Add in the single quotes between elements.
回答3:
Based on your latest comment, the code could be rewritten as:
count_total="".join(List1).lower().count('b')
if count_total:
print "The letter b appears:", count_total, "times."
else:
print "it did not work"
You basically join all the strings in the list and make a single long string, then lowercase it (since you don't care about case) and search for lowercase(b). The test on count_total works, because it evals to True if not zero.
回答4:
The generator expression (element.lower().count('b') for element in List1) produces the length for each element. Pass it to sum() to add them up.

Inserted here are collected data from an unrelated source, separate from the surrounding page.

//! Error types for switchshell.

use std::io;
use std::path::PathBuf;
use thiserror::Error;

/// Main error type for switchshell operations.
#[derive(Error, Debug)]
pub enum Error {
    /// SSH transport-level errors
    #[error("Transport error: {0}")]
    Transport(#[from] TransportError),

    /// Shell channel errors
    #[error("Channel error: {0}")]
    Channel(#[from] ChannelError),

    /// Driver-level errors
    #[error("Driver error: {0}")]
    Driver(#[from] DriverError),

    /// Configuration file errors
    #[error("Config error: {0}")]
    Config(#[from] ConfigError),

    /// Report output errors
    #[error("Report error: {0}")]
    Report(#[from] ReportError),
}

/// Transport layer errors (SSH connection, authentication).
#[derive(Error, Debug)]
pub enum TransportError {
    /// SSH handshake or protocol error
    #[error("SSH error: {0}")]
    Ssh(#[from] russh::Error),

    /// Authentication failed
    #[error("Authentication failed for user '{user}'")]
    AuthenticationFailed { user: String },

    /// SSH key error
    #[error("SSH key error: {0}")]
    Key(String),

    /// Host is missing from known_hosts and strict checking is on
    #[error("Host key for {host}:{port} is not in known_hosts")]
    HostKeyUnknown { host: String, port: u16 },

    /// Host key differs from the one recorded in known_hosts
    #[error("Host key for {host}:{port} changed (known_hosts line {line})")]
    HostKeyChanged { host: String, port: u16, line: usize },

    /// known_hosts could not be read or written
    #[error("known_hosts error: {0}")]
    KnownHosts(String),

    /// Connection attempt timed out
    #[error("Connection timed out after {0:?}")]
    Timeout(std::time::Duration),

    /// I/O error
    #[error("I/O error: {0}")]
    Io(#[from] io::Error),
}

/// Shell channel errors.
#[derive(Error, Debug)]
pub enum ChannelError {
    /// Failed to open the session channel or start the shell
    #[error("Failed to open shell channel: {0}")]
    OpenFailed(String),

    /// Channel closed by the remote side
    #[error("Channel closed")]
    Closed,

    /// SSH protocol error on the channel
    #[error("Channel SSH error: {0}")]
    Ssh(russh::Error),
}

/// Driver layer errors.
#[derive(Error, Debug)]
pub enum DriverError {
    /// Session has no live transport
    #[error("Session to {host} is not connected")]
    NotConnected { host: String },

    /// Invalid configuration in the session builder
    #[error("Invalid configuration: {message}")]
    InvalidConfig { message: String },
}

/// Configuration file errors.
#[derive(Error, Debug)]
pub enum ConfigError {
    /// Config file does not exist
    #[error("Config file {0} does not exist")]
    NotFound(PathBuf),

    /// Config file could not be read
    #[error("Failed to read {path}: {source}")]
    Read {
        path: PathBuf,
        #[source]
        source: io::Error,
    },

    /// Config file is not valid TOML for this tool
    #[error("Config file syntax incorrect: {0}")]
    Parse(#[from] toml::de::Error),

    /// No hosts or no commands after merging the command line and config file
    #[error("Specify {0} using the command line or a config file")]
    Missing(&'static str),

    /// A setting has a value that cannot be used
    #[error("Invalid value '{value}' for {key}")]
    InvalidValue { key: &'static str, value: String },
}

/// Report writing errors.
#[derive(Error, Debug)]
pub enum ReportError {
    /// Report file could not be written
    #[error("Failed to write report to {path}: {source}")]
    Write {
        path: PathBuf,
        #[source]
        source: io::Error,
    },
}

/// Result type alias using switchshell's Error.
pub type Result<T> = std::result::Result<T, Error>;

List1 = ['apple', 'banana', 'Baboon', 'Charlie']
num_times = sum(element.lower().count('b')
for element in List1)
time_plural = "time" if num_times == 1 else "times"
print("b occurs %d %s"
% (num_times, time_plural))
Output:
b occurs 3 times
If you want the count for each individual element in the list, use a list comprehension instead. You can then print this list or pass it to sum().
List1 = ['apple', 'banana', 'Baboon', 'Charlie']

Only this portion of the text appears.